Security and compliance continue to appear as one of the top 5 challenges, investment areas, and areas of focus –but are not priority #1. We believe this is because companies know they can’t stop these investments, but they also have to start thinking more about innovation, new cloud infrastructure, and modern applications and technologies.

Shadow IT, for all its hype, appears to be a concern of the past: We believe this aligns with the digital transformation goals of bringing IT and business together.

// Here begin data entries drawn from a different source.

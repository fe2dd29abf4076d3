// Copyright 2025 Modalith (https://github.com/modalith)
//
// This program is free software: you can redistribute it and/or modify
// it under the terms of the GNU Affero General Public License as published by
// the Free Software Foundation, either version 3 of the License, or
// (at your option) any later version.
//
// This program is distributed in the hope that it will be useful,
// but WITHOUT ANY WARRANTY; without even the implied warranty of
// MERCHANTABILITY or FITNESS FOR A PARTICULAR PURPOSE. See the
// GNU Affero General Public License for more details.
//
// You should have received a copy of the GNU Affero General Public License
// along with this program. If not, see <https://www.gnu.org/licenses/>.

//! Attribute-based access control.
//!
//! A policy matches when every condition key equals the request attribute
//! (or, for list-valued conditions, contains it). Any matching deny wins;
//! otherwise any matching allow permits; otherwise the configured default.

use std::collections::BTreeMap;

use serde::{Deserialize, Serialize};
use serde_json::Value;

use crate::auth::AuthContext;

#[derive(Debug, Clone, Copy, PartialEq, Eq, Serialize, Deserialize)]
#[serde(rename_all = "lowercase")]
pub enum PolicyEffect {
    Allow,
    Deny,
}

#[derive(Debug, Clone, PartialEq, Serialize, Deserialize)]
pub struct AbacPolicy {
    pub id: String,
    pub effect: PolicyEffect,
    #[serde(default)]
    pub conditions: BTreeMap<String, Value>,
}

/// Request attributes the conditions are matched against.
pub fn build_attributes(
    auth_context: Option<&AuthContext>,
    action: &str,
) -> BTreeMap<String, Value> {
    let mut attrs = BTreeMap::new();
    attrs.insert("action".to_string(), Value::String(action.to_string()));
    let Some(ctx) = auth_context else {
        return attrs;
    };
    attrs.insert(
        "credential_id".to_string(),
        Value::String(ctx.credential_id.clone()),
    );
    attrs.insert(
        "actor_type".to_string(),
        Value::String(
            match ctx.actor_type {
                crate::auth::ActorType::ApiKey => "api_key",
                crate::auth::ActorType::Jwt => "jwt",
            }
            .to_string(),
        ),
    );
    let actor_id = ctx.actor_id.clone().unwrap_or_else(|| ctx.credential_id.clone());
    attrs.insert("actor_id".to_string(), Value::String(actor_id));
    if let Some(email) = &ctx.email {
        attrs.insert("email".to_string(), Value::String(email.clone()));
    }
    if !ctx.roles.is_empty() {
        attrs.insert(
            "roles".to_string(),
            Value::Array(ctx.roles.iter().cloned().map(Value::String).collect()),
        );
    }
    if !ctx.groups.is_empty() {
        attrs.insert(
            "groups".to_string(),
            Value::Array(ctx.groups.iter().cloned().map(Value::String).collect()),
        );
    }
    if let Some(scope) = &ctx.scope {
        if let Some(org_id) = &scope.org_id {
            attrs.insert("org_id".to_string(), Value::String(org_id.clone()));
        }
        if let Some(site_id) = &scope.site_id {
            attrs.insert("site_id".to_string(), Value::String(site_id.clone()));
        }
        if let Some(stream_id) = &scope.stream_id {
            attrs.insert("stream_id".to_string(), Value::String(stream_id.clone()));
        }
    }
    attrs
}

/// Evaluate policies over attributes. Deny dominates allow.
pub fn evaluate_policies(
    policies: &[AbacPolicy],
    attrs: &BTreeMap<String, Value>,
    default_allow: bool,
) -> bool {
    let mut matched_allow = false;
    for policy in policies {
        if !matches(&policy.conditions, attrs) {
            continue;
        }
        match policy.effect {
            PolicyEffect::Deny => return false,
            PolicyEffect::Allow => matched_allow = true,
        }
    }
    if matched_allow {
        return true;
    }
    default_allow
}

fn matches(conditions: &BTreeMap<String, Value>, attrs: &BTreeMap<String, Value>) -> bool {
    conditions.iter().all(|(key, expected)| {
        let actual = attrs.get(key);
        match_value(actual, expected)
    })
}

fn match_value(actual: Option<&Value>, expected: &Value) -> bool {
    match expected {
        Value::Array(options) => match actual {
            Some(value) => options.iter().any(|option| option == value),
            None => false,
        },
        other => actual == Some(other),
    }
}

#[cfg(test)]
mod tests {
    use super::*;

    fn policy(effect: PolicyEffect, conditions: &[(&str, Value)]) -> AbacPolicy {
        AbacPolicy {
            id: "p-1".into(),
            effect,
            conditions: conditions
                .iter()
                .map(|(k, v)| (k.to_string(), v.clone()))
                .collect(),
        }
    }

    #[test]
    fn deny_wins_over_allow() {
        let attrs = build_attributes(None, "query");
        let policies = vec![
            policy(PolicyEffect::Allow, &[("action", Value::String("query".into()))]),
            policy(PolicyEffect::Deny, &[("action", Value::String("query".into()))]),
        ];
        assert!(!evaluate_policies(&policies, &attrs, true));
    }

    #[test]
    fn list_conditions_match_membership() {
        let attrs = build_attributes(None, "ingest");
        let policies = vec![policy(
            PolicyEffect::Allow,
            &[(
                "action",
                Value::Array(vec!["query".into(), "ingest".into()]),
            )],
        )];
        assert!(evaluate_policies(&policies, &attrs, false));
    }

    #[test]
    fn unmatched_policies_fall_back_to_default() {
        let attrs = build_attributes(None, "query");
        let policies = vec![policy(
            PolicyEffect::Deny,
            &[("action", Value::String("ingest".into()))],
        )];
        assert!(evaluate_policies(&policies, &attrs, true));
        assert!(!evaluate_policies(&policies, &attrs, false));
    }

    #[test]
    fn empty_conditions_match_everything() {
        let attrs = build_attributes(None, "query");
        let policies = vec![policy(PolicyEffect::Deny, &[])];
        assert!(!evaluate_policies(&policies, &attrs, true));
    }
}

We’ve pulled together an infographic on the results of the Red Hat Global Customer Tech Outlook 2017 here (download a larger version here):

Methodology

Red Hat conducted an online survey in September and October 2016 using TechValidate of a pool of Red Hat customers about their tech priorities and insights moving into 2017. Respondents were from Canada; France; Germany; India; Israel; Malaysia; Mexico; Poland; Singapore; Switzerland; Turkey; the United Kingdom; and the United States. The largest percentage of respondents were from Global 500 organizations (67.9%), with the remaining respondents from large enterprises (5,000+ associates) (26.9%); Fortune 500 (4.5%); and small business (0.7%) organizations. Respondents represented the following industries: banking (34.3%); telecommunications services (32.5%); financial services (20.5%); telecommunications equipment (8.2%); healthcare (3.0%); and retail (1.5%).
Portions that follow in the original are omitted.